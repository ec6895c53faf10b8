//! Lockable pixel buffers
//!
//! A [`Frame`] is the unit the frame store swaps between front and back.
//! Its lock is the only authority over who may read or write the pixels.

use serde::{Deserialize, Serialize};
use std::fmt;

use crate::error::FrameError;
use crate::sync::{LockControl, LockHandle};

/// Sample layout of a frame
#[derive(Debug, Clone, Copy, PartialEq, Eq, Default, Serialize, Deserialize)]
#[serde(rename_all = "lowercase")]
pub enum PixelFormat {
    /// 8-bit alpha
    Alpha,
    /// 8-bit luminance (Bayer and infrared video)
    Luminance,
    /// 16-bit depth
    Depth,
    /// 32-bit float displacement
    Displacement,
    /// 24-bit colour
    #[default]
    Rgb,
    /// 32-bit colour with alpha
    Rgba,
}

impl PixelFormat {
    pub fn bytes_per_pixel(&self) -> usize {
        match self {
            PixelFormat::Alpha | PixelFormat::Luminance => 1,
            PixelFormat::Depth => 2,
            PixelFormat::Rgb => 3,
            PixelFormat::Displacement | PixelFormat::Rgba => 4,
        }
    }
}

/// Frame dimensions in pixels
#[derive(Debug, Clone, Copy, PartialEq, Eq, Default, Serialize, Deserialize)]
pub struct Resolution {
    pub width: u32,
    pub height: u32,
}

impl Resolution {
    pub const fn new(width: u32, height: u32) -> Self {
        Self { width, height }
    }

    pub fn pixel_count(&self) -> usize {
        self.width as usize * self.height as usize
    }

    pub fn is_empty(&self) -> bool {
        self.width == 0 || self.height == 0
    }
}

impl fmt::Display for Resolution {
    fn fmt(&self, f: &mut fmt::Formatter<'_>) -> fmt::Result {
        write!(f, "{}x{}", self.width, self.height)
    }
}

/// Pixel storage of a frame
#[derive(Debug, Clone, Default, PartialEq)]
pub struct FrameBuffer {
    resolution: Resolution,
    format: PixelFormat,
    data: Vec<u8>,
}

impl FrameBuffer {
    /// Empty buffer with no allocation
    pub fn new() -> Self {
        Self::default()
    }

    /// (Re)allocate storage for the given resolution and format.
    /// Contents are zeroed.
    pub fn create(&mut self, resolution: Resolution, format: PixelFormat) -> Result<(), FrameError> {
        if resolution.is_empty() {
            return Err(FrameError::InvalidResolution {
                width: resolution.width,
                height: resolution.height,
            });
        }

        let size = resolution.pixel_count() * format.bytes_per_pixel();
        self.data.clear();
        self.data.resize(size, 0);
        self.resolution = resolution;
        self.format = format;
        Ok(())
    }

    /// Zero fill the pixels, keeping the allocation
    pub fn clear(&mut self) {
        self.data.fill(0);
    }

    /// Size in bytes
    pub fn size(&self) -> usize {
        self.data.len()
    }

    pub fn is_empty(&self) -> bool {
        self.data.is_empty()
    }

    pub fn resolution(&self) -> Resolution {
        self.resolution
    }

    pub fn format(&self) -> PixelFormat {
        self.format
    }

    pub fn bytes_per_line(&self) -> usize {
        self.resolution.width as usize * self.format.bytes_per_pixel()
    }

    pub fn as_bytes(&self) -> &[u8] {
        &self.data
    }

    pub fn as_bytes_mut(&mut self) -> &mut [u8] {
        &mut self.data
    }

    /// Copy raw bytes into the start of the buffer.
    /// Returns the number of bytes copied, bounded by both lengths.
    pub fn write_bytes(&mut self, src: &[u8]) -> usize {
        let count = src.len().min(self.data.len());
        self.data[..count].copy_from_slice(&src[..count]);
        count
    }

    /// Make this buffer an exact copy of `other`, reallocating if needed
    pub fn copy_from(&mut self, other: &FrameBuffer) {
        self.resolution = other.resolution;
        self.format = other.format;
        self.data.clear();
        self.data.extend_from_slice(&other.data);
    }

    /// Number of 16-bit samples held
    pub fn sample_count(&self) -> usize {
        self.data.len() / 2
    }

    /// Read one native-endian 16-bit sample
    pub fn sample(&self, index: usize) -> Option<u16> {
        let start = index.checked_mul(2)?;
        let bytes = self.data.get(start..start + 2)?;
        Some(u16::from_ne_bytes([bytes[0], bytes[1]]))
    }

    /// Rewrite every 16-bit sample in place
    pub fn map_samples(&mut self, mut f: impl FnMut(u16) -> u16) {
        for chunk in self.data.chunks_exact_mut(2) {
            let value = f(u16::from_ne_bytes([chunk[0], chunk[1]]));
            chunk.copy_from_slice(&value.to_ne_bytes());
        }
    }

    /// Write 16-bit samples into the start of the buffer.
    /// Returns the number of samples written.
    pub fn write_samples(&mut self, src: &[u16]) -> usize {
        let mut written = 0;
        for (chunk, value) in self.data.chunks_exact_mut(2).zip(src) {
            chunk.copy_from_slice(&value.to_ne_bytes());
            written += 1;
        }
        written
    }
}

/// A pixel buffer guarded by its own lock
#[derive(Debug, Default)]
pub struct Frame {
    buffer: LockHandle<FrameBuffer>,
}

impl Frame {
    pub fn new() -> Self {
        Self::default()
    }

    /// Frame pre-allocated for a resolution and format
    pub fn with_format(resolution: Resolution, format: PixelFormat) -> Result<Self, FrameError> {
        let mut buffer = FrameBuffer::new();
        buffer.create(resolution, format)?;
        Ok(Self {
            buffer: LockHandle::new(buffer),
        })
    }

    /// Scope-bound controller over the pixels. Starts unlocked.
    pub fn control(&self) -> LockControl<'_, FrameBuffer> {
        self.buffer.control()
    }

    pub fn is_locked(&self) -> bool {
        self.buffer.is_locked()
    }
}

+++

**Aim of the task:** Repeat, exactly as they stand above, the lines from the line with "impl fmt::Display for" to the line with "pub struct FrameBuffer", both lines included.

**Written response:**
impl fmt::Display for Resolution {
    fn fmt(&self, f: &mut fmt::Formatter<'_>) -> fmt::Result {
        write!(f, "{}x{}", self.width, self.height)
    }
}

/// Pixel storage of a frame
#[derive(Debug, Clone, Default, PartialEq)]
pub struct FrameBuffer {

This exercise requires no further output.